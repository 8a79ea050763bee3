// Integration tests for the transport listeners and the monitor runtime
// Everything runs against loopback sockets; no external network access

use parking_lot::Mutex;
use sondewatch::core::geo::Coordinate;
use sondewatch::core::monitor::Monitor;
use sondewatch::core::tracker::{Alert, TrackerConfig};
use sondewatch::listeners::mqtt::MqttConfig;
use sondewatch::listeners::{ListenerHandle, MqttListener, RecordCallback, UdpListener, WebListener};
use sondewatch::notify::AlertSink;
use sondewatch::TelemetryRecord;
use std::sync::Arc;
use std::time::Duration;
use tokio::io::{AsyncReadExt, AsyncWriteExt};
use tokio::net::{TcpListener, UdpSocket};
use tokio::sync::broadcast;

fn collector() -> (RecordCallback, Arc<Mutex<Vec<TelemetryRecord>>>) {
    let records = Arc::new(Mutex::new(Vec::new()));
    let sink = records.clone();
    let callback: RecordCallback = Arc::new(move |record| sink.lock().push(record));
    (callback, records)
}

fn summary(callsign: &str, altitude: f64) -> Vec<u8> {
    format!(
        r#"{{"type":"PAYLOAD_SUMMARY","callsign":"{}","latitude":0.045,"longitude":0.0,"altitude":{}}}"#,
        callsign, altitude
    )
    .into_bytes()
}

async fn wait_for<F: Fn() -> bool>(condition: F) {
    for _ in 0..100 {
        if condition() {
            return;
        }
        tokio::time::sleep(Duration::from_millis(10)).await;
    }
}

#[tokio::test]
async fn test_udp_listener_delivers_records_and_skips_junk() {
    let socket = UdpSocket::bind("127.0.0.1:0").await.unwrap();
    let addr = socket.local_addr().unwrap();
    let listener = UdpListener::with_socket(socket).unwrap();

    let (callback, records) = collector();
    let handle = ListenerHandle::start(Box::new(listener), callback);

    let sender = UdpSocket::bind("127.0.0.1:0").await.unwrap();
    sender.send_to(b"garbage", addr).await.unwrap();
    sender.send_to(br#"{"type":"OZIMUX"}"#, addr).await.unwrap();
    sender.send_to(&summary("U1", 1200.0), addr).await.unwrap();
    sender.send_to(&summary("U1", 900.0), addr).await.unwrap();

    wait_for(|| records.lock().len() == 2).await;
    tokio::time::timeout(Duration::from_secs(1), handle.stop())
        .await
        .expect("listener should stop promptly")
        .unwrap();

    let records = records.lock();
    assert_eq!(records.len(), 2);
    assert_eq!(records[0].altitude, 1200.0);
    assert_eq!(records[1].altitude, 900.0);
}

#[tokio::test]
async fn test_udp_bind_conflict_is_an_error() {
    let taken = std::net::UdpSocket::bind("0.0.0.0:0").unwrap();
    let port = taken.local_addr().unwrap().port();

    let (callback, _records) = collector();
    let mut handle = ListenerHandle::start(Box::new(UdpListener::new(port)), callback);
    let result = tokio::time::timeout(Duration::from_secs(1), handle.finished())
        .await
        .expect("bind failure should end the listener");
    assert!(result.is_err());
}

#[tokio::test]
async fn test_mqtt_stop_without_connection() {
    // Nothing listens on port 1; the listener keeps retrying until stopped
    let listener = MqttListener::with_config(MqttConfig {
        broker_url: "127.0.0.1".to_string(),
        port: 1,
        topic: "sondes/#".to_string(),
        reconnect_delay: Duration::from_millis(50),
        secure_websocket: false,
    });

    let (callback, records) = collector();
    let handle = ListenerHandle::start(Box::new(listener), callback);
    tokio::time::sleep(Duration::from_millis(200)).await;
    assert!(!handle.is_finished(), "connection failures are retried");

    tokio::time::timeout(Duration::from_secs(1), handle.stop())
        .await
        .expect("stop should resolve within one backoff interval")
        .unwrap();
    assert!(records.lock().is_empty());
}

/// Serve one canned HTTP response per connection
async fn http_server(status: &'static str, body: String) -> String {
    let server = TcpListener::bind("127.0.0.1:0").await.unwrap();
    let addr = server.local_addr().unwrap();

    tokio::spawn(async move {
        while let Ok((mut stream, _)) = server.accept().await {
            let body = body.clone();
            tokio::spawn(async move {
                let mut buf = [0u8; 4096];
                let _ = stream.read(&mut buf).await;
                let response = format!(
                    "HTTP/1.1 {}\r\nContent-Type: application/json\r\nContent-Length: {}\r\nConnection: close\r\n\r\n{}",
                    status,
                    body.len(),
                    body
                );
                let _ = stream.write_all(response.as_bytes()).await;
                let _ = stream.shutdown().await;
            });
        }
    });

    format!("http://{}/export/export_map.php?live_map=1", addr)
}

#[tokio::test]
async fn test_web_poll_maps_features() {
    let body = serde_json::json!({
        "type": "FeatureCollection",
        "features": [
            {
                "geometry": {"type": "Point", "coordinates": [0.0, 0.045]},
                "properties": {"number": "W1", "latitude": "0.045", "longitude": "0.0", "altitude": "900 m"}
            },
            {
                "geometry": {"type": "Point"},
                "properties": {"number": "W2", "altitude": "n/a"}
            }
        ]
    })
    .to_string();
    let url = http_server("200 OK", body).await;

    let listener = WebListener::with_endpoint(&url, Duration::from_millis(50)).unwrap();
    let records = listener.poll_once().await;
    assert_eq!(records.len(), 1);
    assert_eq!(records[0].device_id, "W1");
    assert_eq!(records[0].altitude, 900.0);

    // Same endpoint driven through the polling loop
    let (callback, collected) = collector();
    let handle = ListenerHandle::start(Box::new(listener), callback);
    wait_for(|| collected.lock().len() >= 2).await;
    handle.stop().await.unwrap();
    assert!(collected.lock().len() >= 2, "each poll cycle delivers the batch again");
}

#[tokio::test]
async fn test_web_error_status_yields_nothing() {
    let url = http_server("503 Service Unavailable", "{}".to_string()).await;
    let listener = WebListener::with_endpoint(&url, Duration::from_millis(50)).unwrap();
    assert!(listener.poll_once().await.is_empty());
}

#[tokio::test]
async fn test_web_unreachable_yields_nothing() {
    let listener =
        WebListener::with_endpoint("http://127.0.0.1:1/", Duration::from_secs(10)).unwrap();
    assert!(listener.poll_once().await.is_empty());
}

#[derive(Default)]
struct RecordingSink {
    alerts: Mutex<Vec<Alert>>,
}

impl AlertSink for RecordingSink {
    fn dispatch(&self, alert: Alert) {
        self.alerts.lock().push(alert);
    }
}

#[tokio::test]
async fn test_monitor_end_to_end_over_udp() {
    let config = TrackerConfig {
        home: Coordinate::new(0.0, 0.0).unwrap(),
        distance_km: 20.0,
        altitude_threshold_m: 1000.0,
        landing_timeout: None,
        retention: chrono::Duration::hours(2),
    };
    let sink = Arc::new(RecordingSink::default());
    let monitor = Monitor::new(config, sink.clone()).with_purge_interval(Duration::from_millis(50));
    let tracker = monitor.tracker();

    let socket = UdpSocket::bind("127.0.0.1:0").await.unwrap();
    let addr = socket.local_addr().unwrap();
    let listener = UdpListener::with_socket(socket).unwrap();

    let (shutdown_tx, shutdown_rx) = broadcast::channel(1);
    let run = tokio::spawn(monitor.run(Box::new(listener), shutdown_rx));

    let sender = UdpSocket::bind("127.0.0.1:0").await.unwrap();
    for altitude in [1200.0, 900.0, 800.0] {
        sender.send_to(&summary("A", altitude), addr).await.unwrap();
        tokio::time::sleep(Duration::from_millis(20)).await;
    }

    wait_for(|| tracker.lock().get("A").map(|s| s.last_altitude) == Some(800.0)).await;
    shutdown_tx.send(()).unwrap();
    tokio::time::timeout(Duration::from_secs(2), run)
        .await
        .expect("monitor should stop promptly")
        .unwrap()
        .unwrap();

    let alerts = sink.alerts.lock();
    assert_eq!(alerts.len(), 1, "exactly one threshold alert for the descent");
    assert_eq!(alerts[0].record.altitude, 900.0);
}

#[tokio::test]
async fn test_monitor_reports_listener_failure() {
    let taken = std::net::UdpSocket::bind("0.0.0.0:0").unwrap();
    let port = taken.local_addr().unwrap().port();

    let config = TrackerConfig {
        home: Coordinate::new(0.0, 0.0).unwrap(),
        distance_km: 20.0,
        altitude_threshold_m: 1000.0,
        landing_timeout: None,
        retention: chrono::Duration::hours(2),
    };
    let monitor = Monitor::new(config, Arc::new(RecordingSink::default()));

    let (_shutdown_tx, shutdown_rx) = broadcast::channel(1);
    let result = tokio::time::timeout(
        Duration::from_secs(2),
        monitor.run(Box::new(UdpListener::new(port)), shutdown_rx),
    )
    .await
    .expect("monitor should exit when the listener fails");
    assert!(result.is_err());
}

- - - - - - -

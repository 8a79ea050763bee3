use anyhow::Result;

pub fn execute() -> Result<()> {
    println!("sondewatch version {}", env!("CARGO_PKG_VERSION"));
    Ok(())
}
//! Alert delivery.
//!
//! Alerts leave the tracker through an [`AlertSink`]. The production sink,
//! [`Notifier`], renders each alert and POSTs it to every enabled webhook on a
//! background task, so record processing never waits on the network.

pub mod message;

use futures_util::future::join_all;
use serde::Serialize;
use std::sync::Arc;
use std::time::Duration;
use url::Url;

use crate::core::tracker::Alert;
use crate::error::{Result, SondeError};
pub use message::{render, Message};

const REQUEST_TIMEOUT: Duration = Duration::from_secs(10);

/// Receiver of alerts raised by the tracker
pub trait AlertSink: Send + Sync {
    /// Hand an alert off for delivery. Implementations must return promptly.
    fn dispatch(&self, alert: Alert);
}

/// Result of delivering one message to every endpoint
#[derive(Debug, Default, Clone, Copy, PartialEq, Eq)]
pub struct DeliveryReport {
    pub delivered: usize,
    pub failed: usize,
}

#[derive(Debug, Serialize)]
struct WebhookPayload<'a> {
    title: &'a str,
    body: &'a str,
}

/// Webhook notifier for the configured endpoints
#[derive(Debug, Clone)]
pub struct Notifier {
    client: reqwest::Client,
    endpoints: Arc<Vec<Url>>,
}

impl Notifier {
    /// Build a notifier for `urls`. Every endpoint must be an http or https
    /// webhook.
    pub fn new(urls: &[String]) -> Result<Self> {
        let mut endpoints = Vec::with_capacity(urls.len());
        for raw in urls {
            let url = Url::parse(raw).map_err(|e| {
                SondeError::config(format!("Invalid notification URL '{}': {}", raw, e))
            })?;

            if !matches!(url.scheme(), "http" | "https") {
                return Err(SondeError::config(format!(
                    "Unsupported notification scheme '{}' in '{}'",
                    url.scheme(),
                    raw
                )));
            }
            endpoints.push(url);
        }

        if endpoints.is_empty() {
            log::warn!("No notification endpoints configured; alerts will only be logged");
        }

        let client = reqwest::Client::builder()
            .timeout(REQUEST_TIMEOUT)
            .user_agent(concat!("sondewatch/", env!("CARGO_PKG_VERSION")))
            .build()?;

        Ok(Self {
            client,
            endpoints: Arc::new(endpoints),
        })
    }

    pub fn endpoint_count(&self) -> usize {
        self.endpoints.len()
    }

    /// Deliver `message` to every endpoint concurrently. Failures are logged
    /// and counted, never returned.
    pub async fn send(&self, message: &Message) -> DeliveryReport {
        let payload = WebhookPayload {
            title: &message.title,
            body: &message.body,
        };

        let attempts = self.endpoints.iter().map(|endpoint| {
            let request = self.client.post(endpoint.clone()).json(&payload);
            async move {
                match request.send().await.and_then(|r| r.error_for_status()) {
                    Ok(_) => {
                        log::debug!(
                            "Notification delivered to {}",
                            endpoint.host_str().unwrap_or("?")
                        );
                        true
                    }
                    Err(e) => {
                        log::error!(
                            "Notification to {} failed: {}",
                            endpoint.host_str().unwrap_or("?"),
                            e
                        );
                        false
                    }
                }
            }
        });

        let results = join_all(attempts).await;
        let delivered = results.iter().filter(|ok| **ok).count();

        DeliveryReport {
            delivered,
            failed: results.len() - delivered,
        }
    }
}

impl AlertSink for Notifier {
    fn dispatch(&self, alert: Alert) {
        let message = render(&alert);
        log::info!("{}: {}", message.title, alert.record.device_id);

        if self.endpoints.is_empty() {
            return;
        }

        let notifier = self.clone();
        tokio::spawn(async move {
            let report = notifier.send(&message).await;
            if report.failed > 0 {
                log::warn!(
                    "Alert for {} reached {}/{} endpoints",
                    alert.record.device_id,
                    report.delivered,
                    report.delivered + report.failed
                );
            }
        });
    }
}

- - - - - - -

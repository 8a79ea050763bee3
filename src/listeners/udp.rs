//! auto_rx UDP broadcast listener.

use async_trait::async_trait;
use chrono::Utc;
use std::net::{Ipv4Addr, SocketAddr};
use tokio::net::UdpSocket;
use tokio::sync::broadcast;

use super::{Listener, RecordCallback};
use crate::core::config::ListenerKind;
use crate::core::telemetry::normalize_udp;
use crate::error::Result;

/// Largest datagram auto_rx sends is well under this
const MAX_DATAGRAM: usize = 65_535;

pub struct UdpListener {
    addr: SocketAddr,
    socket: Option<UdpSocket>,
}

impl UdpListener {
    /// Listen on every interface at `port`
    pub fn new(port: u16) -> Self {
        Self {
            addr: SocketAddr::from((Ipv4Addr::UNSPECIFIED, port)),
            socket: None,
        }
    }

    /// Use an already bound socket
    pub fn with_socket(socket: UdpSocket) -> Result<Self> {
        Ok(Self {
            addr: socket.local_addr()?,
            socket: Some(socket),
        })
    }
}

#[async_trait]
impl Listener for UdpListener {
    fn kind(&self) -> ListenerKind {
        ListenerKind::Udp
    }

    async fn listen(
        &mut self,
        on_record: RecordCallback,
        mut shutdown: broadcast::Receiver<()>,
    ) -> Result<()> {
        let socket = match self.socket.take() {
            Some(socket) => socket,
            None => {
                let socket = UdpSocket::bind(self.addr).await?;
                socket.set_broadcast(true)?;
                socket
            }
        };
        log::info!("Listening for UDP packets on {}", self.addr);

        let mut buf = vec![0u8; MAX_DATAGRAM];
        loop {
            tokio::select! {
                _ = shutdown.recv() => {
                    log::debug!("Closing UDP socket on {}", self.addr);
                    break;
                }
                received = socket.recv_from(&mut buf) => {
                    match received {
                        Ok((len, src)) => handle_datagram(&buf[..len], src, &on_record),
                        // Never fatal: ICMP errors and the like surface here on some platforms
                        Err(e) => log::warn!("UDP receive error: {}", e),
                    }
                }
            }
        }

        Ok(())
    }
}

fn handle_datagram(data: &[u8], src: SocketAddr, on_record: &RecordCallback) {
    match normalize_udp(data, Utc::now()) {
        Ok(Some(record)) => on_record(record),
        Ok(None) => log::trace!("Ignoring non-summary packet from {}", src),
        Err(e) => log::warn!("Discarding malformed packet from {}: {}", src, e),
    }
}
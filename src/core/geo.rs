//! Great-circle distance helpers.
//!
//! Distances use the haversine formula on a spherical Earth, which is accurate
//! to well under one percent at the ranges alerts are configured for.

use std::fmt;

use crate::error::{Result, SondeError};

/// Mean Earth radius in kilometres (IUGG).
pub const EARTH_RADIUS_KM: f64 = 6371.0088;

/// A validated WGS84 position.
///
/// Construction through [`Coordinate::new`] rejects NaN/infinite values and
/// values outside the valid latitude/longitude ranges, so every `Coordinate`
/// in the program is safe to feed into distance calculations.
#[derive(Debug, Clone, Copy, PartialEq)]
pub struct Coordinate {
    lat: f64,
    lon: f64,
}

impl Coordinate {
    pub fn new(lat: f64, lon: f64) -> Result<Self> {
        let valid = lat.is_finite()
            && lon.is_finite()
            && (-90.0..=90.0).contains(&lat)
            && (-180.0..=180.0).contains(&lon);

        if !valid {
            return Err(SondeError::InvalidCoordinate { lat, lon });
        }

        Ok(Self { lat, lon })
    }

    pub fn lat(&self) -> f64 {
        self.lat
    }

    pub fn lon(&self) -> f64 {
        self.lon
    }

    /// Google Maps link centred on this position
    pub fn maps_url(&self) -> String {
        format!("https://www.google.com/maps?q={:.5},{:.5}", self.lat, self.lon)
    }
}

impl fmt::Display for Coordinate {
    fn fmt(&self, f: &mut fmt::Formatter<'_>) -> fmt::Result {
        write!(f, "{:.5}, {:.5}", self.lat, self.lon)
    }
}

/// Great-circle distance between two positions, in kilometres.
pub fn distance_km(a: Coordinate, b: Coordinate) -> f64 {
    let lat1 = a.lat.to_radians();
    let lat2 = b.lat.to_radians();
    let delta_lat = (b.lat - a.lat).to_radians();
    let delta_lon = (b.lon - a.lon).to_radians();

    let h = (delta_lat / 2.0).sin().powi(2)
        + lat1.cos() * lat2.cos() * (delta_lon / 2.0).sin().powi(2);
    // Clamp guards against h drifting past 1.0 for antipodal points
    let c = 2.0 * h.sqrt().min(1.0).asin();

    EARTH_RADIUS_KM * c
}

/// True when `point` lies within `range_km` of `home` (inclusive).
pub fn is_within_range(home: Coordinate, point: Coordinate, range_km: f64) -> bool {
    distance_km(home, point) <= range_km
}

- - - - - - -

YOUR OBJECTIVE: Where a line in the material above holds "SocketAddr", copy that line.

TASK SOLUTION:
use std::net::{Ipv4Addr, SocketAddr};
    addr: SocketAddr,
            addr: SocketAddr::from((Ipv4Addr::UNSPECIFIED, port)),
fn handle_datagram(data: &[u8], src: SocketAddr, on_record: &RecordCallback) {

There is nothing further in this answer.